──────── Material to process ────────
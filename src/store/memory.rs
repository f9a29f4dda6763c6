/// In-process store with the same contract as the PostgreSQL store.
///
/// Cloning a `MemoryStore` yields another handle onto the same state, so it
/// doubles as its own `StoreConnector`. A single mutex serializes every
/// write, which trivially satisfies the per-location write ordering.

use chrono::{DateTime, Utc};
use std::collections::{BTreeMap, HashMap};
use std::sync::{Arc, Mutex, MutexGuard};

use super::{AlertStore, LastKnown, StoreConnector, StoreError, TimeSeriesStore};
use crate::model::{AlertKey, AlertRecord, Location, LocationId, Sample, SeriesKind};

#[derive(Debug, Default)]
struct State {
    locations: Vec<Location>,
    by_name: HashMap<String, LocationId>,
    samples: HashMap<(LocationId, SeriesKind), BTreeMap<DateTime<Utc>, Sample>>,
    alerts: BTreeMap<AlertKey, (u64, AlertRecord)>,
    next_alert_seq: u64,
}

impl State {
    fn check_location(&self, id: LocationId) -> Result<(), StoreError> {
        let known = id >= 1 && (id as usize) <= self.locations.len();
        if known { Ok(()) } else { Err(StoreError::UnknownLocation(id)) }
    }
}

#[derive(Debug, Clone, Default)]
pub struct MemoryStore {
    state: Arc<Mutex<State>>,
}

impl MemoryStore {
    pub fn new() -> Self {
        Self::default()
    }

    fn lock(&self) -> Result<MutexGuard<'_, State>, StoreError> {
        self.state
            .lock()
            .map_err(|_| StoreError::Unavailable("memory store lock poisoned".to_string()))
    }

    /// Snapshot of the stored samples for one series, in timestamp order.
    pub fn samples(&self, location: LocationId, series: SeriesKind) -> Result<Vec<Sample>, StoreError> {
        let state = self.lock()?;
        Ok(state
            .samples
            .get(&(location, series))
            .map(|rows| rows.values().cloned().collect())
            .unwrap_or_default())
    }

    /// Total number of persisted alerts.
    pub fn alert_count(&self) -> Result<usize, StoreError> {
        Ok(self.lock()?.alerts.len())
    }
}

impl StoreConnector for MemoryStore {
    type Store = MemoryStore;

    fn connect(&self) -> Result<MemoryStore, StoreError> {
        Ok(self.clone())
    }
}

impl TimeSeriesStore for MemoryStore {
    fn ensure_location(&mut self, location: &Location) -> Result<LocationId, StoreError> {
        let mut state = self.lock()?;
        if let Some(id) = state.by_name.get(&location.name) {
            return Ok(*id);
        }
        state.locations.push(location.clone());
        let id = state.locations.len() as LocationId;
        state.by_name.insert(location.name.clone(), id);
        Ok(id)
    }

    fn watermark(
        &mut self,
        location: LocationId,
        series: SeriesKind,
    ) -> Result<Option<DateTime<Utc>>, StoreError> {
        let state = self.lock()?;
        Ok(state
            .samples
            .get(&(location, series))
            .and_then(|rows| rows.keys().next_back().copied()))
    }

    fn last_known(&mut self, location: LocationId, series: SeriesKind) -> Result<LastKnown, StoreError> {
        let state = self.lock()?;
        let mut last = LastKnown::default();
        let Some(rows) = state.samples.get(&(location, series)) else {
            return Ok(last);
        };

        for s in rows.values().rev() {
            last.temperature = last.temperature.or(s.temperature);
            last.wind_speed = last.wind_speed.or(s.wind_speed);
            last.rain = last.rain.or(s.rain);
            last.snowfall = last.snowfall.or(s.snowfall);
            last.weather_code = last.weather_code.or(s.weather_code);
            last.wind_direction = last.wind_direction.or(s.wind_direction);
            last.uv_index = last.uv_index.or(s.uv_index);
        }
        Ok(last)
    }

    fn upsert(
        &mut self,
        location: LocationId,
        series: SeriesKind,
        samples: &[Sample],
    ) -> Result<usize, StoreError> {
        let mut state = self.lock()?;
        state.check_location(location)?;

        let rows = state.samples.entry((location, series)).or_default();
        let mut written = 0;
        for s in samples {
            match rows.get(&s.timestamp) {
                Some(existing) if existing == s => {}
                _ => {
                    rows.insert(s.timestamp, s.clone());
                    written += 1;
                }
            }
        }
        Ok(written)
    }

    fn sample_count(&mut self, location: LocationId, series: SeriesKind) -> Result<usize, StoreError> {
        let state = self.lock()?;
        Ok(state.samples.get(&(location, series)).map_or(0, BTreeMap::len))
    }
}

impl AlertStore for MemoryStore {
    fn insert_alert(&mut self, alert: &AlertRecord) -> Result<bool, StoreError> {
        let mut state = self.lock()?;
        state.check_location(alert.location_id)?;

        let key = alert.key();
        if state.alerts.contains_key(&key) {
            return Ok(false);
        }
        let seq = state.next_alert_seq;
        state.next_alert_seq += 1;
        state.alerts.insert(key, (seq, alert.clone()));
        Ok(true)
    }

    fn recent_alerts(
        &mut self,
        location: Option<&str>,
        limit: usize,
    ) -> Result<Vec<AlertRecord>, StoreError> {
        let state = self.lock()?;
        let mut matching: Vec<&(u64, AlertRecord)> = state
            .alerts
            .values()
            .filter(|(_, a)| location.is_none_or(|name| a.location == name))
            .collect();
        matching.sort_by(|a, b| b.0.cmp(&a.0));

        Ok(matching.into_iter().take(limit).map(|(_, a)| a.clone()).collect())
    }
}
────────
- **Exercise**:
Recopy all the entries faithfully, leaving none out.

- **The completed task**:
filename src/store/memory.rs
repository f9a29f4dda6763c6
/// In-process store with the same contract as the PostgreSQL store.
///
/// Cloning a `MemoryStore` yields another handle onto the same state, so it
/// doubles as its own `StoreConnector`. A single mutex serializes every
/// write, which trivially satisfies the per-location write ordering.

use chrono::{DateTime, Utc};
use std::collections::{BTreeMap, HashMap};
use std::sync::{Arc, Mutex, MutexGuard};

use super::{AlertStore, LastKnown, StoreConnector, StoreError, TimeSeriesStore};
use crate::model::{AlertKey, AlertRecord, Location, LocationId, Sample, SeriesKind};

#[derive(Debug, Default)]
struct State {
    locations: Vec<Location>,
    by_name: HashMap<String, LocationId>,
    samples: HashMap<(LocationId, SeriesKind), BTreeMap<DateTime<Utc>, Sample>>,
    alerts: BTreeMap<AlertKey, (u64, AlertRecord)>,
    next_alert_seq: u64,
}

impl State {
    fn check_location(&self, id: LocationId) -> Result<(), StoreError> {
        let known = id >= 1 && (id as usize) <= self.locations.len();
        if known { Ok(()) } else { Err(StoreError::UnknownLocation(id)) }
    }
}

#[derive(Debug, Clone, Default)]
pub struct MemoryStore {
    state: Arc<Mutex<State>>,
}

impl MemoryStore {
    pub fn new() -> Self {
        Self::default()
    }

    fn lock(&self) -> Result<MutexGuard<'_, State>, StoreError> {
        self.state
            .lock()
            .map_err(|_| StoreError::Unavailable("memory store lock poisoned".to_string()))
    }

    /// Snapshot of the stored samples for one series, in timestamp order.
    pub fn samples(&self, location: LocationId, series: SeriesKind) -> Result<Vec<Sample>, StoreError> {
        let state = self.lock()?;
        Ok(state
            .samples
            .get(&(location, series))
            .map(|rows| rows.values().cloned().collect())
            .unwrap_or_default())
    }

    /// Total number of persisted alerts.
    pub fn alert_count(&self) -> Result<usize, StoreError> {
        Ok(self.lock()?.alerts.len())
    }
}

impl StoreConnector for MemoryStore {
    type Store = MemoryStore;

    fn connect(&self) -> Result<MemoryStore, StoreError> {
        Ok(self.clone())
    }
}

impl TimeSeriesStore for MemoryStore {
    fn ensure_location(&mut self, location: &Location) -> Result<LocationId, StoreError> {
        let mut state = self.lock()?;
        if let Some(id) = state.by_name.get(&location.name) {
            return Ok(*id);
        }
        state.locations.push(location.clone());
        let id = state.locations.len() as LocationId;
        state.by_name.insert(location.name.clone(), id);
        Ok(id)
    }

    fn watermark(
        &mut self,
        location: LocationId,
        series: SeriesKind,
    ) -> Result<Option<DateTime<Utc>>, StoreError> {
        let state = self.lock()?;
        Ok(state
            .samples
            .get(&(location, series))
            .and_then(|rows| rows.keys().next_back().copied()))
    }

    fn last_known(&mut self, location: LocationId, series: SeriesKind) -> Result<LastKnown, StoreError> {
        let state = self.lock()?;
        let mut last = LastKnown::default();
        let Some(rows) = state.samples.get(&(location, series)) else {
            return Ok(last);
        };

        for s in rows.values().rev() {
            last.temperature = last.temperature.or(s.temperature);
            last.wind_speed = last.wind_speed.or(s.wind_speed);
            last.rain = last.rain.or(s.rain);
            last.snowfall = last.snowfall.or(s.snowfall);
            last.weather_code = last.weather_code.or(s.weather_code);
            last.wind_direction = last.wind_direction.or(s.wind_direction);
            last.uv_index = last.uv_index.or(s.uv_index);
        }
        Ok(last)
    }

    fn upsert(
        &mut self,
        location: LocationId,
        series: SeriesKind,
        samples: &[Sample],
    ) -> Result<usize, StoreError> {
        let mut state = self.lock()?;
        state.check_location(location)?;

        let rows = state.samples.entry((location, series)).or_default();
        let mut written = 0;
        for s in samples {
            match rows.get(&s.timestamp) {
                Some(existing) if existing == s => {}
                _ => {
                    rows.insert(s.timestamp, s.clone());
                    written += 1;
                }
            }
        }
        Ok(written)
    }

    fn sample_count(&mut self, location: LocationId, series: SeriesKind) -> Result<usize, StoreError> {
        let state = self.lock()?;
        Ok(state.samples.get(&(location, series)).map_or(0, BTreeMap::len))
    }
}

impl AlertStore for MemoryStore {
    fn insert_alert(&mut self, alert: &AlertRecord) -> Result<bool, StoreError> {
        let mut state = self.lock()?;
        state.check_location(alert.location_id)?;

        let key = alert.key();
        if state.alerts.contains_key(&key) {
            return Ok(false);
        }
        let seq = state.next_alert_seq;
        state.next_alert_seq += 1;
        state.alerts.insert(key, (seq, alert.clone()));
        Ok(true)
    }

    fn recent_alerts(
        &mut self,
        location: Option<&str>,
        limit: usize,
    ) -> Result<Vec<AlertRecord>, StoreError> {
        let state = self.lock()?;
        let mut matching: Vec<&(u64, AlertRecord)> = state
            .alerts
            .values()
            .filter(|(_, a)| location.is_none_or(|name| a.location == name))
            .collect();
        matching.sort_by(|a, b| b.0.cmp(&a.0));

        Ok(matching.into_iter().take(limit).map(|(_, a)| a.clone()).collect())
    }
}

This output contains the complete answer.